* **YOUR OBJECTIVE**:
Reproduce the records precisely. Every line should be included.

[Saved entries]
_ _ _ _ _ _ _
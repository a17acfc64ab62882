//! Trigger matching and path filtering.

use gridline_core::config::TriggerConfig;
use gridline_core::{Error, Result};
use regex::Regex;
use serde::{Deserialize, Serialize};
use std::fmt;

/// The logical reference a trigger belongs to. A new trigger for the same
/// reference supersedes the previous one.
#[derive(Debug, Clone, PartialEq, Eq, Hash, PartialOrd, Ord, Serialize, Deserialize)]
#[serde(rename_all = "snake_case")]
pub enum GitRef {
    Branch(String),
    PullRequest(u64),
}

impl fmt::Display for GitRef {
    fn fmt(&self, f: &mut fmt::Formatter<'_>) -> fmt::Result {
        match self {
            GitRef::Branch(name) => write!(f, "refs/heads/{}", name),
            GitRef::PullRequest(number) => write!(f, "refs/pull/{}", number),
        }
    }
}

impl std::str::FromStr for GitRef {
    type Err = Error;

    fn from_str(s: &str) -> Result<Self> {
        if let Some(name) = s.strip_prefix("refs/heads/") {
            return Ok(GitRef::Branch(name.to_string()));
        }
        let pr = s
            .strip_prefix("refs/pull/")
            .or_else(|| s.strip_prefix("pr/"))
            .or_else(|| s.strip_prefix('#'));
        if let Some(number) = pr {
            let number = number.trim_end_matches("/merge").trim_end_matches("/head");
            return number.parse().map(GitRef::PullRequest).map_err(|_| {
                Error::Configuration(format!("Invalid pull request reference '{}'", s))
            });
        }
        if s.trim().is_empty() {
            return Err(Error::Configuration("Empty git reference".to_string()));
        }
        Ok(GitRef::Branch(s.to_string()))
    }
}

/// A code-change event.
#[derive(Debug, Clone, PartialEq, Eq, Serialize, Deserialize)]
pub struct TriggerEvent {
    pub reference: GitRef,
    pub commit: String,
    /// Pull requests carry their target branch for branch filtering.
    #[serde(default)]
    pub target_branch: Option<String>,
    #[serde(default)]
    pub changed_paths: Vec<String>,
}

impl TriggerEvent {
    pub fn push(branch: impl Into<String>, commit: impl Into<String>) -> Self {
        Self {
            reference: GitRef::Branch(branch.into()),
            commit: commit.into(),
            target_branch: None,
            changed_paths: Vec::new(),
        }
    }

    pub fn pull_request(number: u64, target: impl Into<String>, commit: impl Into<String>) -> Self {
        Self {
            reference: GitRef::PullRequest(number),
            commit: commit.into(),
            target_branch: Some(target.into()),
            changed_paths: Vec::new(),
        }
    }

    pub fn with_changed_paths<I, S>(mut self, paths: I) -> Self
    where
        I: IntoIterator<Item = S>,
        S: Into<String>,
    {
        self.changed_paths = paths.into_iter().map(Into::into).collect();
        self
    }
}

/// Compiled glob pattern. `**` crosses directory separators, `*` and `?` do not.
#[derive(Debug, Clone)]
struct Glob(Regex);

impl Glob {
    fn compile(pattern: &str) -> Result<Self> {
        let mut re = String::from("^");
        let mut chars = pattern.chars().peekable();
        while let Some(c) = chars.next() {
            match c {
                '*' if chars.peek() == Some(&'*') => {
                    chars.next();
                    if chars.peek() == Some(&'/') {
                        chars.next();
                        re.push_str("(?:.*/)?");
                    } else {
                        re.push_str(".*");
                    }
                }
                '*' => re.push_str("[^/]*"),
                '?' => re.push_str("[^/]"),
                other => re.push_str(&regex::escape(&other.to_string())),
            }
        }
        re.push('$');
        Regex::new(&re)
            .map(Glob)
            .map_err(|e| Error::Configuration(format!("Invalid pattern '{}': {}", pattern, e)))
    }

    fn is_match(&self, text: &str) -> bool {
        self.0.is_match(text)
    }
}

/// Decides whether an event starts a matrix run.
#[derive(Debug, Clone)]
pub struct TriggerMatcher {
    branches: Vec<Glob>,
    paths_ignore: Vec<Glob>,
    pull_requests: bool,
}

impl TriggerMatcher {
    pub fn new(config: &TriggerConfig) -> Result<Self> {
        let compile = |patterns: &[String]| {
            patterns
                .iter()
                .map(|p| Glob::compile(p))
                .collect::<Result<Vec<_>>>()
        };
        Ok(Self {
            branches: compile(&config.branches)?,
            paths_ignore: compile(&config.paths_ignore)?,
            pull_requests: config.pull_requests,
        })
    }

    /// True when the event should produce jobs.
    pub fn matches(&self, event: &TriggerEvent) -> bool {
        let branch = match &event.reference {
            GitRef::Branch(name) => Some(name.as_str()),
            GitRef::PullRequest(_) => {
                if !self.pull_requests {
                    return false;
                }
                event.target_branch.as_deref()
            }
        };

        let branch_ok = match branch {
            Some(name) => self.branch_matches(name),
            None => self.branches.is_empty(),
        };

        branch_ok && self.paths_match(&event.changed_paths)
    }

    fn branch_matches(&self, branch: &str) -> bool {
        self.branches.is_empty() || self.branches.iter().any(|g| g.is_match(branch))
    }

    /// An event whose every changed path is ignored does not trigger. An
    /// event with no path information always does.
    fn paths_match(&self, changed: &[String]) -> bool {
        if changed.is_empty() || self.paths_ignore.is_empty() {
            return true;
        }
        !changed
            .iter()
            .all(|path| self.paths_ignore.iter().any(|g| g.is_match(path)))
    }
}

#[cfg(test)]
mod tests {
    use super::*;

    fn matcher(branches: &[&str], ignore: &[&str]) -> TriggerMatcher {
        TriggerMatcher::new(&TriggerConfig {
            branches: branches.iter().map(|s| s.to_string()).collect(),
            paths_ignore: ignore.iter().map(|s| s.to_string()).collect(),
            pull_requests: true,
        })
        .unwrap()
    }

    #[test]
    fn test_branch_match_exact() {
        let m = matcher(&["main"], &[]);
        assert!(m.matches(&TriggerEvent::push("main", "abc")));
        assert!(!m.matches(&TriggerEvent::push("develop", "abc")));
    }

    #[test]
    fn test_branch_match_glob() {
        let m = matcher(&["feature/*", "release/**"], &[]);
        assert!(m.matches(&TriggerEvent::push("feature/foo", "abc")));
        assert!(!m.matches(&TriggerEvent::push("feature/foo/bar", "abc")));
        assert!(m.matches(&TriggerEvent::push("release/v1/hotfix", "abc")));
    }

    #[test]
    fn test_empty_patterns_match_all() {
        let m = matcher(&[], &[]);
        assert!(m.matches(&TriggerEvent::push("any-branch", "abc")));
    }

    #[test]
    fn test_docs_only_changes_suppressed() {
        let m = matcher(&[], &["docs/**", "**/*.md"]);
        let docs = TriggerEvent::push("main", "abc")
            .with_changed_paths(["docs/index.md", "README.md", "docs/api/backends.rst"]);
        assert!(!m.matches(&docs));

        let mixed = TriggerEvent::push("main", "abc")
            .with_changed_paths(["docs/index.md", "ibis/backends/duckdb/__init__.py"]);
        assert!(m.matches(&mixed));
    }

    #[test]
    fn test_pull_request_filters_on_target_branch() {
        let m = matcher(&["main"], &[]);
        assert!(m.matches(&TriggerEvent::pull_request(42, "main", "abc")));
        assert!(!m.matches(&TriggerEvent::pull_request(42, "other", "abc")));
    }

    #[test]
    fn test_git_ref_parsing() {
        assert_eq!(
            "refs/heads/main".parse::<GitRef>().unwrap(),
            GitRef::Branch("main".into())
        );
        assert_eq!(
            "refs/pull/17/merge".parse::<GitRef>().unwrap(),
            GitRef::PullRequest(17)
        );
        assert_eq!("#5".parse::<GitRef>().unwrap(), GitRef::PullRequest(5));
        assert!("refs/pull/x".parse::<GitRef>().is_err());
        assert_eq!(GitRef::PullRequest(3).to_string(), "refs/pull/3");
    }
}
_ _ _ _ _ _ _
* **RESPONSE TO THIS EXERCISE**:
repository a17acfc64ab62882
//! Trigger matching and path filtering.

use gridline_core::config::TriggerConfig;
use gridline_core::{Error, Result};
use regex::Regex;
use serde::{Deserialize, Serialize};
use std::fmt;

/// The logical reference a trigger belongs to. A new trigger for the same
/// reference supersedes the previous one.
#[derive(Debug, Clone, PartialEq, Eq, Hash, PartialOrd, Ord, Serialize, Deserialize)]
#[serde(rename_all = "snake_case")]
pub enum GitRef {
    Branch(String),
    PullRequest(u64),
}

impl fmt::Display for GitRef {
    fn fmt(&self, f: &mut fmt::Formatter<'_>) -> fmt::Result {
        match self {
            GitRef::Branch(name) => write!(f, "refs/heads/{}", name),
            GitRef::PullRequest(number) => write!(f, "refs/pull/{}", number),
        }
    }
}

impl std::str::FromStr for GitRef {
    type Err = Error;

    fn from_str(s: &str) -> Result<Self> {
        if let Some(name) = s.strip_prefix("refs/heads/") {
            return Ok(GitRef::Branch(name.to_string()));
        }
        let pr = s
            .strip_prefix("refs/pull/")
            .or_else(|| s.strip_prefix("pr/"))
            .or_else(|| s.strip_prefix('#'));
        if let Some(number) = pr {
            let number = number.trim_end_matches("/merge").trim_end_matches("/head");
            return number.parse().map(GitRef::PullRequest).map_err(|_| {
                Error::Configuration(format!("Invalid pull request reference '{}'", s))
            });
        }
        if s.trim().is_empty() {
            return Err(Error::Configuration("Empty git reference".to_string()));
        }
        Ok(GitRef::Branch(s.to_string()))
    }
}

/// A code-change event.
#[derive(Debug, Clone, PartialEq, Eq, Serialize, Deserialize)]
pub struct TriggerEvent {
    pub reference: GitRef,
    pub commit: String,
    /// Pull requests carry their target branch for branch filtering.
    #[serde(default)]
    pub target_branch: Option<String>,
    #[serde(default)]
    pub changed_paths: Vec<String>,
}

impl TriggerEvent {
    pub fn push(branch: impl Into<String>, commit: impl Into<String>) -> Self {
        Self {
            reference: GitRef::Branch(branch.into()),
            commit: commit.into(),
            target_branch: None,
            changed_paths: Vec::new(),
        }
    }

    pub fn pull_request(number: u64, target: impl Into<String>, commit: impl Into<String>) -> Self {
        Self {
            reference: GitRef::PullRequest(number),
            commit: commit.into(),
            target_branch: Some(target.into()),
            changed_paths: Vec::new(),
        }
    }

    pub fn with_changed_paths<I, S>(mut self, paths: I) -> Self
    where
        I: IntoIterator<Item = S>,
        S: Into<String>,
    {
        self.changed_paths = paths.into_iter().map(Into::into).collect();
        self
    }
}

/// Compiled glob pattern. `**` crosses directory separators, `*` and `?` do not.
#[derive(Debug, Clone)]
struct Glob(Regex);

impl Glob {
    fn compile(pattern: &str) -> Result<Self> {
        let mut re = String::from("^");
        let mut chars = pattern.chars().peekable();
        while let Some(c) = chars.next() {
            match c {
                '*' if chars.peek() == Some(&'*') => {
                    chars.next();
                    if chars.peek() == Some(&'/') {
                        chars.next();
                        re.push_str("(?:.*/)?");
                    } else {
                        re.push_str(".*");
                    }
                }
                '*' => re.push_str("[^/]*"),
                '?' => re.push_str("[^/]"),
                other => re.push_str(&regex::escape(&other.to_string())),
            }
        }
        re.push('$');
        Regex::new(&re)
            .map(Glob)
            .map_err(|e| Error::Configuration(format!("Invalid pattern '{}': {}", pattern, e)))
    }

    fn is_match(&self, text: &str) -> bool {
        self.0.is_match(text)
    }
}

/// Decides whether an event starts a matrix run.
#[derive(Debug, Clone)]
pub struct TriggerMatcher {
    branches: Vec<Glob>,
    paths_ignore: Vec<Glob>,
    pull_requests: bool,
}

impl TriggerMatcher {
    pub fn new(config: &TriggerConfig) -> Result<Self> {
        let compile = |patterns: &[String]| {
            patterns
                .iter()
                .map(|p| Glob::compile(p))
                .collect::<Result<Vec<_>>>()
        };
        Ok(Self {
            branches: compile(&config.branches)?,
            paths_ignore: compile(&config.paths_ignore)?,
            pull_requests: config.pull_requests,
        })
    }

    /// True when the event should produce jobs.
    pub fn matches(&self, event: &TriggerEvent) -> bool {
        let branch = match &event.reference {
            GitRef::Branch(name) => Some(name.as_str()),
            GitRef::PullRequest(_) => {
                if !self.pull_requests {
                    return false;
                }
                event.target_branch.as_deref()
            }
        };

        let branch_ok = match branch {
            Some(name) => self.branch_matches(name),
            None => self.branches.is_empty(),
        };

        branch_ok && self.paths_match(&event.changed_paths)
    }

    fn branch_matches(&self, branch: &str) -> bool {
        self.branches.is_empty() || self.branches.iter().any(|g| g.is_match(branch))
    }

    /// An event whose every changed path is ignored does not trigger. An
    /// event with no path information always does.
    fn paths_match(&self, changed: &[String]) -> bool {
        if changed.is_empty() || self.paths_ignore.is_empty() {
            return true;
        }
        !changed
            .iter()
            .all(|path| self.paths_ignore.iter().any(|g| g.is_match(path)))
    }
}

#[cfg(test)]
mod tests {
    use super::*;

    fn matcher(branches: &[&str], ignore: &[&str]) -> TriggerMatcher {
        TriggerMatcher::new(&TriggerConfig {
            branches: branches.iter().map(|s| s.to_string()).collect(),
            paths_ignore: ignore.iter().map(|s| s.to_string()).collect(),
            pull_requests: true,
        })
        .unwrap()
    }

    #[test]
    fn test_branch_match_exact() {
        let m = matcher(&["main"], &[]);
        assert!(m.matches(&TriggerEvent::push("main", "abc")));
        assert!(!m.matches(&TriggerEvent::push("develop", "abc")));
    }

    #[test]
    fn test_branch_match_glob() {
        let m = matcher(&["feature/*", "release/**"], &[]);
        assert!(m.matches(&TriggerEvent::push("feature/foo", "abc")));
        assert!(!m.matches(&TriggerEvent::push("feature/foo/bar", "abc")));
        assert!(m.matches(&TriggerEvent::push("release/v1/hotfix", "abc")));
    }

    #[test]
    fn test_empty_patterns_match_all() {
        let m = matcher(&[], &[]);
        assert!(m.matches(&TriggerEvent::push("any-branch", "abc")));
    }

    #[test]
    fn test_docs_only_changes_suppressed() {
        let m = matcher(&[], &["docs/**", "**/*.md"]);
        let docs = TriggerEvent::push("main", "abc")
            .with_changed_paths(["docs/index.md", "README.md", "docs/api/backends.rst"]);
        assert!(!m.matches(&docs));

        let mixed = TriggerEvent::push("main", "abc")
            .with_changed_paths(["docs/index.md", "ibis/backends/duckdb/__init__.py"]);
        assert!(m.matches(&mixed));
    }

    #[test]
    fn test_pull_request_filters_on_target_branch() {
        let m = matcher(&["main"], &[]);
        assert!(m.matches(&TriggerEvent::pull_request(42, "main", "abc")));
        assert!(!m.matches(&TriggerEvent::pull_request(42, "other", "abc")));
    }

    #[test]
    fn test_git_ref_parsing() {
        assert_eq!(
            "refs/heads/main".parse::<GitRef>().unwrap(),
            GitRef::Branch("main".into())
        );
        assert_eq!(
            "refs/pull/17/merge".parse::<GitRef>().unwrap(),
            GitRef::PullRequest(17)
        );
        assert_eq!("#5".parse::<GitRef>().unwrap(), GitRef::PullRequest(5));
        assert!("refs/pull/x".parse::<GitRef>().is_err());
        assert_eq!(GitRef::PullRequest(3).to_string(), "refs/pull/3");
    }
}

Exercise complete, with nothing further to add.